Exercise details:
Every single entry must be reproduced precisely.

Supplied records:
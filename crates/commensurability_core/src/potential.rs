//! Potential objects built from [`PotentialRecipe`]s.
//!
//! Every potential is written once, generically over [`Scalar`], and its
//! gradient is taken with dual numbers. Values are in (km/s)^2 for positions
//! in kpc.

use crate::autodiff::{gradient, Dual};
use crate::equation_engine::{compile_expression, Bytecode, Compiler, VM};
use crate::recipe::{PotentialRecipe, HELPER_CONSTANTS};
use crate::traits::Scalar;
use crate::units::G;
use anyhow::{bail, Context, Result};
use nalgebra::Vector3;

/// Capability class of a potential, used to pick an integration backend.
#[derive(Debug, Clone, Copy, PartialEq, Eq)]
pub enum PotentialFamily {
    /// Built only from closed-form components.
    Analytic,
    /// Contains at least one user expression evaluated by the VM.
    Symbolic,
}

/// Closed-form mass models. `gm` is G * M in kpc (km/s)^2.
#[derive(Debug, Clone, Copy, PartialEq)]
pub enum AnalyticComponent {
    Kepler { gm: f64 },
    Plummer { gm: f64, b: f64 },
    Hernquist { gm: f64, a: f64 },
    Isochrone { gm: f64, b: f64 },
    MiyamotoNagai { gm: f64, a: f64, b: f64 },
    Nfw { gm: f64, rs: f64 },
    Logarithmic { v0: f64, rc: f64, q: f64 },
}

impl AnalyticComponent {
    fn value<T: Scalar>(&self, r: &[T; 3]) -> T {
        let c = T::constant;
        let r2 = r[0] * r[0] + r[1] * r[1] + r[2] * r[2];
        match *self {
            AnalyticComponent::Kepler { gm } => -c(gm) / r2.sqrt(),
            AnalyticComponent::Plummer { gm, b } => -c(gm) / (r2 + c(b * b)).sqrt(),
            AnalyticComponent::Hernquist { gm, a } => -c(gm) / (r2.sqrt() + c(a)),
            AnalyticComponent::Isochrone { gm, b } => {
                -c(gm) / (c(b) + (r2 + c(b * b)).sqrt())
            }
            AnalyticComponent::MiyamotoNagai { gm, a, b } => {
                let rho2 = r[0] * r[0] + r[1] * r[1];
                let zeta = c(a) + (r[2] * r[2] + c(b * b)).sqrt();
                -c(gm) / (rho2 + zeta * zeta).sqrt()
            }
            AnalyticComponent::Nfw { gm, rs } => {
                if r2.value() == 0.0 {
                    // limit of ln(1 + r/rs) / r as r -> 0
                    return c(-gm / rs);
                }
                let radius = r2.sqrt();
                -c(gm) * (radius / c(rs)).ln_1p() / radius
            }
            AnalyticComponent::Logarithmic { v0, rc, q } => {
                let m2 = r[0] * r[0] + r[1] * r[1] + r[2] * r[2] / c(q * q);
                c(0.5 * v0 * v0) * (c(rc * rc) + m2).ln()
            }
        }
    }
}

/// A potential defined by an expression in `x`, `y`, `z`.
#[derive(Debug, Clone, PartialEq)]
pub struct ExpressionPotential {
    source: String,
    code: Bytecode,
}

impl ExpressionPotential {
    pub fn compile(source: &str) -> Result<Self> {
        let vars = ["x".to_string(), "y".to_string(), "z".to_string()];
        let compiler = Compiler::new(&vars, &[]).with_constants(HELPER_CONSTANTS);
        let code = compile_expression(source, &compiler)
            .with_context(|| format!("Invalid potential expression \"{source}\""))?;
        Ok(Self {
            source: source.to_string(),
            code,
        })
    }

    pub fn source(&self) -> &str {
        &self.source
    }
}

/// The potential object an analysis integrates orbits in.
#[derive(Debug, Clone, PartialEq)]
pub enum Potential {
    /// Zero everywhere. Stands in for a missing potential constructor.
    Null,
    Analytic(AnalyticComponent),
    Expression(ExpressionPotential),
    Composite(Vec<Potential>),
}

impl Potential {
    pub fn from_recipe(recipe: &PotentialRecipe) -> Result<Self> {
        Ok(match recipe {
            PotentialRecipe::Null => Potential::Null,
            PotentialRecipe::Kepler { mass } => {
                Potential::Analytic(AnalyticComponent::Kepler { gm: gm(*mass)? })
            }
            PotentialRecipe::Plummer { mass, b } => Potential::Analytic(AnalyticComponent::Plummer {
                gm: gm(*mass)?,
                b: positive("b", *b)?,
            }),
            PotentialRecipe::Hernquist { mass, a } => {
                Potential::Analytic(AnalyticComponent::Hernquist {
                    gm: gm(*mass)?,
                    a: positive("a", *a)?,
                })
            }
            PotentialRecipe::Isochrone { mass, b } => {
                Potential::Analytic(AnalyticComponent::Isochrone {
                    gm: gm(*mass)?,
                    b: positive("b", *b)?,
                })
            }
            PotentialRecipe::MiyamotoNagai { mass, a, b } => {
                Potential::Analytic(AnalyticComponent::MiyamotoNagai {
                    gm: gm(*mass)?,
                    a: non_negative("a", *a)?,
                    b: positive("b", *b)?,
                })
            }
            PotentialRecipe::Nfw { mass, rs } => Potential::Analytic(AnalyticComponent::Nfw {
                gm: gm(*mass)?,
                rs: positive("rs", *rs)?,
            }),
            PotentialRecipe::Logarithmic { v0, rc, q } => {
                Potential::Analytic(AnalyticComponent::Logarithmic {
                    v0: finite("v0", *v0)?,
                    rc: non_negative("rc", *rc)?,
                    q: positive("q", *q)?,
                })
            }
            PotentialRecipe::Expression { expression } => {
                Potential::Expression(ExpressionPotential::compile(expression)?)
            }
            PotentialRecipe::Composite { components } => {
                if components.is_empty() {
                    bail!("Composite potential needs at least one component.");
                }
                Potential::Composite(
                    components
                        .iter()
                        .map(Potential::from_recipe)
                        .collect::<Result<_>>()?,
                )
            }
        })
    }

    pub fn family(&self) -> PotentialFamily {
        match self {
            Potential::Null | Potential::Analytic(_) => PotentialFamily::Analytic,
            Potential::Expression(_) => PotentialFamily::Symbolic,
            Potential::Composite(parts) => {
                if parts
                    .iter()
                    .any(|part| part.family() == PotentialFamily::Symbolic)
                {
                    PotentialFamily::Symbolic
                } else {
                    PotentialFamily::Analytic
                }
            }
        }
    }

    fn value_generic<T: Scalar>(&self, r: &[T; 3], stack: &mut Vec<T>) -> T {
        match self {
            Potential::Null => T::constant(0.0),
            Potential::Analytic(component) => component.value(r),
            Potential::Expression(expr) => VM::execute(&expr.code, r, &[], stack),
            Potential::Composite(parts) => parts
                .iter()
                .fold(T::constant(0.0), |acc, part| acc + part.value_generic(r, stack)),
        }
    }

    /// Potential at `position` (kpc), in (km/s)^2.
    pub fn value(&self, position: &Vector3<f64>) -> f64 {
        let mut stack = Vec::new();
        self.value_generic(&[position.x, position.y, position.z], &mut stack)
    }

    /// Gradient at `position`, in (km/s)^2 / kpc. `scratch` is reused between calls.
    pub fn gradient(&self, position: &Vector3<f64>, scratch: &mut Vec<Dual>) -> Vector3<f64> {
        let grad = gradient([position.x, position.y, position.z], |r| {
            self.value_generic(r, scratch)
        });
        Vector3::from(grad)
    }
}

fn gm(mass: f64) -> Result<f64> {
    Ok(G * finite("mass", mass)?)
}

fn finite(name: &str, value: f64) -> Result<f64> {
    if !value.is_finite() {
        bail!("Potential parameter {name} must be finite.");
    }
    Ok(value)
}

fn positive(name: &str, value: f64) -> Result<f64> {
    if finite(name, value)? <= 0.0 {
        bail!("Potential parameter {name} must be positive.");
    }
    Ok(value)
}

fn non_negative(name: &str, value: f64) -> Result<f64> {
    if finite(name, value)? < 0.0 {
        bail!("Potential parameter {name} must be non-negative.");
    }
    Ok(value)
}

Answer to this exercise:
filename crates/commensurability_core/src/potential.rs
//! Potential objects built from [`PotentialRecipe`]s.
//!
//! Every potential is written once, generically over [`Scalar`], and its
//! gradient is taken with dual numbers. Values are in (km/s)^2 for positions
//! in kpc.

use crate::autodiff::{gradient, Dual};
use crate::equation_engine::{compile_expression, Bytecode, Compiler, VM};
use crate::recipe::{PotentialRecipe, HELPER_CONSTANTS};
use crate::traits::Scalar;
use crate::units::G;
use anyhow::{bail, Context, Result};
use nalgebra::Vector3;

/// Capability class of a potential, used to pick an integration backend.
#[derive(Debug, Clone, Copy, PartialEq, Eq)]
pub enum PotentialFamily {
    /// Built only from closed-form components.
    Analytic,
    /// Contains at least one user expression evaluated by the VM.
    Symbolic,
}

/// Closed-form mass models. `gm` is G * M in kpc (km/s)^2.
#[derive(Debug, Clone, Copy, PartialEq)]
pub enum AnalyticComponent {
    Kepler { gm: f64 },
    Plummer { gm: f64, b: f64 },
    Hernquist { gm: f64, a: f64 },
    Isochrone { gm: f64, b: f64 },
    MiyamotoNagai { gm: f64, a: f64, b: f64 },
    Nfw { gm: f64, rs: f64 },
    Logarithmic { v0: f64, rc: f64, q: f64 },
}

impl AnalyticComponent {
    fn value<T: Scalar>(&self, r: &[T; 3]) -> T {
        let c = T::constant;
        let r2 = r[0] * r[0] + r[1] * r[1] + r[2] * r[2];
        match *self {
            AnalyticComponent::Kepler { gm } => -c(gm) / r2.sqrt(),
            AnalyticComponent::Plummer { gm, b } => -c(gm) / (r2 + c(b * b)).sqrt(),
            AnalyticComponent::Hernquist { gm, a } => -c(gm) / (r2.sqrt() + c(a)),
            AnalyticComponent::Isochrone { gm, b } => {
                -c(gm) / (c(b) + (r2 + c(b * b)).sqrt())
            }
            AnalyticComponent::MiyamotoNagai { gm, a, b } => {
                let rho2 = r[0] * r[0] + r[1] * r[1];
                let zeta = c(a) + (r[2] * r[2] + c(b * b)).sqrt();
                -c(gm) / (rho2 + zeta * zeta).sqrt()
            }
            AnalyticComponent::Nfw { gm, rs } => {
                if r2.value() == 0.0 {
                    // limit of ln(1 + r/rs) / r as r -> 0
                    return c(-gm / rs);
                }
                let radius = r2.sqrt();
                -c(gm) * (radius / c(rs)).ln_1p() / radius
            }
            AnalyticComponent::Logarithmic { v0, rc, q } => {
                let m2 = r[0] * r[0] + r[1] * r[1] + r[2] * r[2] / c(q * q);
                c(0.5 * v0 * v0) * (c(rc * rc) + m2).ln()
            }
        }
    }
}

/// A potential defined by an expression in `x`, `y`, `z`.
#[derive(Debug, Clone, PartialEq)]
pub struct ExpressionPotential {
    source: String,
    code: Bytecode,
}

impl ExpressionPotential {
    pub fn compile(source: &str) -> Result<Self> {
        let vars = ["x".to_string(), "y".to_string(), "z".to_string()];
        let compiler = Compiler::new(&vars, &[]).with_constants(HELPER_CONSTANTS);
        let code = compile_expression(source, &compiler)
            .with_context(|| format!("Invalid potential expression \"{source}\""))?;
        Ok(Self {
            source: source.to_string(),
            code,
        })
    }

    pub fn source(&self) -> &str {
        &self.source
    }
}

/// The potential object an analysis integrates orbits in.
#[derive(Debug, Clone, PartialEq)]
pub enum Potential {
    /// Zero everywhere. Stands in for a missing potential constructor.
    Null,
    Analytic(AnalyticComponent),
    Expression(ExpressionPotential),
    Composite(Vec<Potential>),
}

impl Potential {
    pub fn from_recipe(recipe: &PotentialRecipe) -> Result<Self> {
        Ok(match recipe {
            PotentialRecipe::Null => Potential::Null,
            PotentialRecipe::Kepler { mass } => {
                Potential::Analytic(AnalyticComponent::Kepler { gm: gm(*mass)? })
            }
            PotentialRecipe::Plummer { mass, b } => Potential::Analytic(AnalyticComponent::Plummer {
                gm: gm(*mass)?,
                b: positive("b", *b)?,
            }),
            PotentialRecipe::Hernquist { mass, a } => {
                Potential::Analytic(AnalyticComponent::Hernquist {
                    gm: gm(*mass)?,
                    a: positive("a", *a)?,
                })
            }
            PotentialRecipe::Isochrone { mass, b } => {
                Potential::Analytic(AnalyticComponent::Isochrone {
                    gm: gm(*mass)?,
                    b: positive("b", *b)?,
                })
            }
            PotentialRecipe::MiyamotoNagai { mass, a, b } => {
                Potential::Analytic(AnalyticComponent::MiyamotoNagai {
                    gm: gm(*mass)?,
                    a: non_negative("a", *a)?,
                    b: positive("b", *b)?,
                })
            }
            PotentialRecipe::Nfw { mass, rs } => Potential::Analytic(AnalyticComponent::Nfw {
                gm: gm(*mass)?,
                rs: positive("rs", *rs)?,
            }),
            PotentialRecipe::Logarithmic { v0, rc, q } => {
                Potential::Analytic(AnalyticComponent::Logarithmic {
                    v0: finite("v0", *v0)?,
                    rc: non_negative("rc", *rc)?,
                    q: positive("q", *q)?,
                })
            }
            PotentialRecipe::Expression { expression } => {
                Potential::Expression(ExpressionPotential::compile(expression)?)
            }
            PotentialRecipe::Composite { components } => {
                if components.is_empty() {
                    bail!("Composite potential needs at least one component.");
                }
                Potential::Composite(
                    components
                        .iter()
                        .map(Potential::from_recipe)
                        .collect::<Result<_>>()?,
                )
            }
        })
    }

    pub fn family(&self) -> PotentialFamily {
        match self {
            Potential::Null | Potential::Analytic(_) => PotentialFamily::Analytic,
            Potential::Expression(_) => PotentialFamily::Symbolic,
            Potential::Composite(parts) => {
                if parts
                    .iter()
                    .any(|part| part.family() == PotentialFamily::Symbolic)
                {
                    PotentialFamily::Symbolic
                } else {
                    PotentialFamily::Analytic
                }
            }
        }
    }

    fn value_generic<T: Scalar>(&self, r: &[T; 3], stack: &mut Vec<T>) -> T {
        match self {
            Potential::Null => T::constant(0.0),
            Potential::Analytic(component) => component.value(r),
            Potential::Expression(expr) => VM::execute(&expr.code, r, &[], stack),
            Potential::Composite(parts) => parts
                .iter()
                .fold(T::constant(0.0), |acc, part| acc + part.value_generic(r, stack)),
        }
    }

    /// Potential at `position` (kpc), in (km/s)^2.
    pub fn value(&self, position: &Vector3<f64>) -> f64 {
        let mut stack = Vec::new();
        self.value_generic(&[position.x, position.y, position.z], &mut stack)
    }

    /// Gradient at `position`, in (km/s)^2 / kpc. `scratch` is reused between calls.
    pub fn gradient(&self, position: &Vector3<f64>, scratch: &mut Vec<Dual>) -> Vector3<f64> {
        let grad = gradient([position.x, position.y, position.z], |r| {
            self.value_generic(r, scratch)
        });
        Vector3::from(grad)
    }
}

fn gm(mass: f64) -> Result<f64> {
    Ok(G * finite("mass", mass)?)
}

fn finite(name: &str, value: f64) -> Result<f64> {
    if !value.is_finite() {
        bail!("Potential parameter {name} must be finite.");
    }
    Ok(value)
}

fn positive(name: &str, value: f64) -> Result<f64> {
    if finite(name, value)? <= 0.0 {
        bail!("Potential parameter {name} must be positive.");
    }
    Ok(value)
}

fn non_negative(name: &str, value: f64) -> Result<f64> {
    if finite(name, value)? < 0.0 {
        bail!("Potential parameter {name} must be non-negative.");
    }
    Ok(value)
}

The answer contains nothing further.